» Task prompt
Your answer should consist of all lines in the listing that hold the word "ProblemError".

» Data
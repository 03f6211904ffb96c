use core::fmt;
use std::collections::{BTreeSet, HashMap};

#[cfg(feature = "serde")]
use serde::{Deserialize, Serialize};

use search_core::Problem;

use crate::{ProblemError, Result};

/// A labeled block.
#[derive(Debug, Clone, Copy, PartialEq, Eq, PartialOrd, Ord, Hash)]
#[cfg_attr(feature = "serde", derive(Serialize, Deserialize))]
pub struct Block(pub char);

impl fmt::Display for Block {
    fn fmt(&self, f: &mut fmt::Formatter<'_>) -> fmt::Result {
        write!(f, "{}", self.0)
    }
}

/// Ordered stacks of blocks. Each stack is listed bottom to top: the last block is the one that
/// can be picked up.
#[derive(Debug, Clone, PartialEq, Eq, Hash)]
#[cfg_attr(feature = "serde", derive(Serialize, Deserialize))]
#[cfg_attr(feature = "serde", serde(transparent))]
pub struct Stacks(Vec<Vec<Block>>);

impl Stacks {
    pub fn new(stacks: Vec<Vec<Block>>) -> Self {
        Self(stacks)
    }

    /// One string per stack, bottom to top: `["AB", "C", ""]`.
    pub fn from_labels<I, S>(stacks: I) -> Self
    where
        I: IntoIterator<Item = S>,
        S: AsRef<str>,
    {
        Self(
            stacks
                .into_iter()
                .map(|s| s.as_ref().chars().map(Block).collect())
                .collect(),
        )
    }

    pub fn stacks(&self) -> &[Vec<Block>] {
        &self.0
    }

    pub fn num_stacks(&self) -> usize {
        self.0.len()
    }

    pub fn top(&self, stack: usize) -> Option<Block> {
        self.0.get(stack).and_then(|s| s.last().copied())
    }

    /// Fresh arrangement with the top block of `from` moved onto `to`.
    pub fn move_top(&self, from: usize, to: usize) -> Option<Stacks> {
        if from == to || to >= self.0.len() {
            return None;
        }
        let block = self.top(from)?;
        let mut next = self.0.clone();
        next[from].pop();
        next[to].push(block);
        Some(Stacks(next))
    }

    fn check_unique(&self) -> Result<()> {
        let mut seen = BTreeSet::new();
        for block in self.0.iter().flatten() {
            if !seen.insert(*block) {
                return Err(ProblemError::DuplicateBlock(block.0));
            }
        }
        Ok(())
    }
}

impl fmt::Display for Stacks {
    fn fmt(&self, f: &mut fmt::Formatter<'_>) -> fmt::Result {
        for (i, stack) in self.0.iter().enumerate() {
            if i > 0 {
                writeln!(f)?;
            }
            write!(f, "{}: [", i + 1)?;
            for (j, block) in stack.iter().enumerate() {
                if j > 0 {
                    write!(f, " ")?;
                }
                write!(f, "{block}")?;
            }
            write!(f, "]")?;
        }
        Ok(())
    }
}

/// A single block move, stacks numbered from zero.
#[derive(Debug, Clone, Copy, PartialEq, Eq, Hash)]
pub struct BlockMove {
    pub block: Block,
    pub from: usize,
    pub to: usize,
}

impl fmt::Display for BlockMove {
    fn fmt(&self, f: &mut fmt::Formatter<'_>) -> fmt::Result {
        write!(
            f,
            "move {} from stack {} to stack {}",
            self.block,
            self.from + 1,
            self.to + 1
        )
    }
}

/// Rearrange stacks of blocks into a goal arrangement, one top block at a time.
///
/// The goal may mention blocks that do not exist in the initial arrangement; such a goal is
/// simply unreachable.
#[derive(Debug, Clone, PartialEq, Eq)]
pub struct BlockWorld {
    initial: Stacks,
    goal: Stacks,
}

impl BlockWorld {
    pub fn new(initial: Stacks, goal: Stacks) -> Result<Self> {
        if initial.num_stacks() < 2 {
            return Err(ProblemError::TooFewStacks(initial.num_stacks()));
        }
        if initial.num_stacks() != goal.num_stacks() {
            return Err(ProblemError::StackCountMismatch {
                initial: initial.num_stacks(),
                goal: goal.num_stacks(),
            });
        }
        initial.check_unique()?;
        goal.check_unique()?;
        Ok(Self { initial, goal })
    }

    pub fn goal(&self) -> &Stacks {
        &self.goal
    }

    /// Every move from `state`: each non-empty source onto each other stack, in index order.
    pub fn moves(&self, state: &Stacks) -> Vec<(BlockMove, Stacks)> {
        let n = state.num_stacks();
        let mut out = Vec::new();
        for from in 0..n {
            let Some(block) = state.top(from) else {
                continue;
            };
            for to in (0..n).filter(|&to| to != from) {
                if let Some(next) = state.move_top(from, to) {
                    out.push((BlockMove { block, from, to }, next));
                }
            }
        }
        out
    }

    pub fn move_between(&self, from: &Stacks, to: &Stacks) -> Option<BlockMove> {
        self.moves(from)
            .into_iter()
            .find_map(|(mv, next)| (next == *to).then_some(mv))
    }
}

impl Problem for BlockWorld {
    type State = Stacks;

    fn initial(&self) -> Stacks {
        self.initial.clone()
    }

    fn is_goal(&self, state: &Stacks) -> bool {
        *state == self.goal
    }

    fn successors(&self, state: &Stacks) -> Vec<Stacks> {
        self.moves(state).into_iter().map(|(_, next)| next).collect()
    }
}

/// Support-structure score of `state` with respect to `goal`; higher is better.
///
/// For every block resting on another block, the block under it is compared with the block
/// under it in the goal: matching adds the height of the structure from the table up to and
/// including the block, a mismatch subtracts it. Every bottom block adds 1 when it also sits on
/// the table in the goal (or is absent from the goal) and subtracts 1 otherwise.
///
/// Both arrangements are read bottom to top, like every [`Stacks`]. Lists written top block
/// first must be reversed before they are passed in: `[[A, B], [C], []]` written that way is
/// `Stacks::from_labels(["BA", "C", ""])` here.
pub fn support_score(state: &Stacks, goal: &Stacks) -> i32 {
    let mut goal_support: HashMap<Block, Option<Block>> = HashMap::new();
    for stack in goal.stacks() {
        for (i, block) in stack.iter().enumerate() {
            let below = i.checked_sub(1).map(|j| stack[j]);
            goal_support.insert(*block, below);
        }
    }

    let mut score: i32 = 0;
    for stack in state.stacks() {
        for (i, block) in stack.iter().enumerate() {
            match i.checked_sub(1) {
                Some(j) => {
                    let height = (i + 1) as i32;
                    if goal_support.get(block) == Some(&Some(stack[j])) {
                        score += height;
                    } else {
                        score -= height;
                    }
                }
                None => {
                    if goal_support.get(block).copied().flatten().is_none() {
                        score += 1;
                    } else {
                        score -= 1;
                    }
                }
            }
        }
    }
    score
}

==

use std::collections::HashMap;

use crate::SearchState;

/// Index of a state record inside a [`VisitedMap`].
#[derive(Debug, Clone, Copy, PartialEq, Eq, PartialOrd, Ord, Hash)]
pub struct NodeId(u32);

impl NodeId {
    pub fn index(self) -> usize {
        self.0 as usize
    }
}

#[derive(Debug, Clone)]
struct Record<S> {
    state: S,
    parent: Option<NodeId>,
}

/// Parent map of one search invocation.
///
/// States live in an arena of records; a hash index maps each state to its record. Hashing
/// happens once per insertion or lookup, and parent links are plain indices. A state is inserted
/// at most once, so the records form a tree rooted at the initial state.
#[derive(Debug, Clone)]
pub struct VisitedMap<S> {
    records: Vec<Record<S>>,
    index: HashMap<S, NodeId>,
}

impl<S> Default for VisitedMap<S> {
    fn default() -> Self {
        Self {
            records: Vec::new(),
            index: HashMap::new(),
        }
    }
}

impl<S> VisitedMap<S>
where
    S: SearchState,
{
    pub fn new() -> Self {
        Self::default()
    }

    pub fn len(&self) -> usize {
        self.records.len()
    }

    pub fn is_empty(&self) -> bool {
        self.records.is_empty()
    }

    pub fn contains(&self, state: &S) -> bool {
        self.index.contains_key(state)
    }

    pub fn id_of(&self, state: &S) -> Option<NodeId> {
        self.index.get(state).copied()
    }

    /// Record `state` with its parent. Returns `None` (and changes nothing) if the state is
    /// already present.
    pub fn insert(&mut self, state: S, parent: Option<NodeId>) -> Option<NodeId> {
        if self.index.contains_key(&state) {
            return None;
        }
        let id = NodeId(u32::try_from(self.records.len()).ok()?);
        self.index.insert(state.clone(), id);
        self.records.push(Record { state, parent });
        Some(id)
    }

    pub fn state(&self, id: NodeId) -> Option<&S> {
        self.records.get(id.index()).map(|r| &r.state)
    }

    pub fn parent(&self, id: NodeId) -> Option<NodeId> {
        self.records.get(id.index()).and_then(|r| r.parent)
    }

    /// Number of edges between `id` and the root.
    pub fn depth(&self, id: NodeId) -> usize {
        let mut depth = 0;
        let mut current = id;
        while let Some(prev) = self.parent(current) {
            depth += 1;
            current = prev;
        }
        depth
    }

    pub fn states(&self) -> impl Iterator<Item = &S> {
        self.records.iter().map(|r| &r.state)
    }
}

» Solution to this exercise
use crate::{ProblemError, Result};
                return Err(ProblemError::DuplicateBlock(block.0));
            return Err(ProblemError::TooFewStacks(initial.num_stacks()));
            return Err(ProblemError::StackCountMismatch {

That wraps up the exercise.